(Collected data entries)
[Start of Attachment]
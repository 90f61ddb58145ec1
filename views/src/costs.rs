use analytics_engine::{
    aggregate_spend, budget_status, current_month_lookup, monthly_breakdown, monthly_cost_series,
    tokens_in_millions, total_tokens, AggregateSpend, BreakdownRow, BudgetStatus,
    MonthlyCostPoint,
};
use chrono::NaiveDate;
use dashboard_core::CostRecord;
use serde::Serialize;

#[derive(Debug, Clone, PartialEq, Serialize)]
#[serde(rename_all = "camelCase")]
pub struct CostsModel {
    pub budget: BudgetStatus,
    pub spend: AggregateSpend,
    pub total_tokens_millions: f64,
    pub current_month_tokens_millions: Option<f64>,
    pub months_tracked: usize,
    pub series: Vec<MonthlyCostPoint>,
    pub breakdown: Vec<BreakdownRow>,
}

impl CostsModel {
    /// `records` arrive ordered by month, oldest first.
    pub fn build(records: &[CostRecord], today: NaiveDate) -> Self {
        let current = current_month_lookup(records, today);
        let spend = aggregate_spend(records);

        Self {
            budget: budget_status(current),
            total_tokens_millions: tokens_in_millions(spend.total_tokens),
            current_month_tokens_millions: current.map(|r| tokens_in_millions(total_tokens(r))),
            spend,
            months_tracked: records.len(),
            series: monthly_cost_series(records),
            breakdown: monthly_breakdown(records),
        }
    }
}

#[cfg(test)]
mod tests {
    use super::*;
    use analytics_engine::BudgetLevel;

    fn month(month: &str, cost: f64, budget: f64, tokens: i64) -> CostRecord {
        let mut record = CostRecord::new(month, month);
        record.total_cost = Some(cost);
        record.monthly_budget = Some(budget);
        record.input_tokens = Some(tokens);
        record.output_tokens = Some(tokens / 2);
        record
    }

    #[test]
    fn test_costs_for_current_month() {
        let records = vec![
            month("2024-05", 40.0, 100.0, 2_000_000),
            month("2024-06", 92.0, 100.0, 1_000_000),
        ];
        let today = NaiveDate::from_ymd_opt(2024, 6, 20).unwrap();

        let model = CostsModel::build(&records, today);
        assert_eq!(model.budget.month.as_deref(), Some("2024-06"));
        assert_eq!(model.budget.level, BudgetLevel::Critical);
        assert_eq!(model.spend.total_cost, 132.0);
        assert_eq!(model.total_tokens_millions, 4.5);
        assert_eq!(model.current_month_tokens_millions, Some(1.5));
        assert_eq!(model.months_tracked, 2);
        assert_eq!(model.breakdown[0].month, "2024-06");
        assert_eq!(model.series[0].month, "2024-05");
    }

    #[test]
    fn test_costs_without_current_month() {
        let records = vec![month("2023-01", 10.0, 50.0, 100)];
        let today = NaiveDate::from_ymd_opt(2024, 6, 20).unwrap();

        let model = CostsModel::build(&records, today);
        assert_eq!(model.budget.month, None);
        assert_eq!(model.budget.budget, 100.0);
        assert_eq!(model.budget.remaining, 100.0);
        assert_eq!(model.current_month_tokens_millions, None);
    }
}
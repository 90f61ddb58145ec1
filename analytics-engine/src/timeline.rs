use chrono::{NaiveDate, TimeZone};
use dashboard_core::ContentRecord;
use serde::{Deserialize, Serialize};
use std::collections::BTreeMap;

pub const MAX_TIMELINE_DAYS: usize = 30;

#[derive(Debug, Clone, PartialEq, Serialize, Deserialize)]
pub struct DayCount {
    pub date: NaiveDate,
    pub count: u64,
}

/// Records processed per calendar day in `tz`, oldest first, keeping only
/// the most recent thirty days that have any records.
pub fn timeline_by_day<Tz: TimeZone>(records: &[ContentRecord], tz: &Tz) -> Vec<DayCount> {
    let mut days: BTreeMap<NaiveDate, u64> = BTreeMap::new();

    for processed_at in records.iter().filter_map(|r| r.processed_at) {
        let day = processed_at.with_timezone(tz).date_naive();
        *days.entry(day).or_insert(0) += 1;
    }

    let skip = days.len().saturating_sub(MAX_TIMELINE_DAYS);
    days.into_iter()
        .skip(skip)
        .map(|(date, count)| DayCount { date, count })
        .collect()
}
[End of Attachment]
[AIM OF THE EXERCISE]:
The line containing "let day = processed_at.with_timezone(tz).date_naive();" marks where to begin; the last line of the records marks where to stop. Copy both and all between, exactly.

[EXERCISE RESPONSE]:
        let day = processed_at.with_timezone(tz).date_naive();
        *days.entry(day).or_insert(0) += 1;
    }

    let skip = days.len().saturating_sub(MAX_TIMELINE_DAYS);
    days.into_iter()
        .skip(skip)
        .map(|(date, count)| DayCount { date, count })
        .collect()
}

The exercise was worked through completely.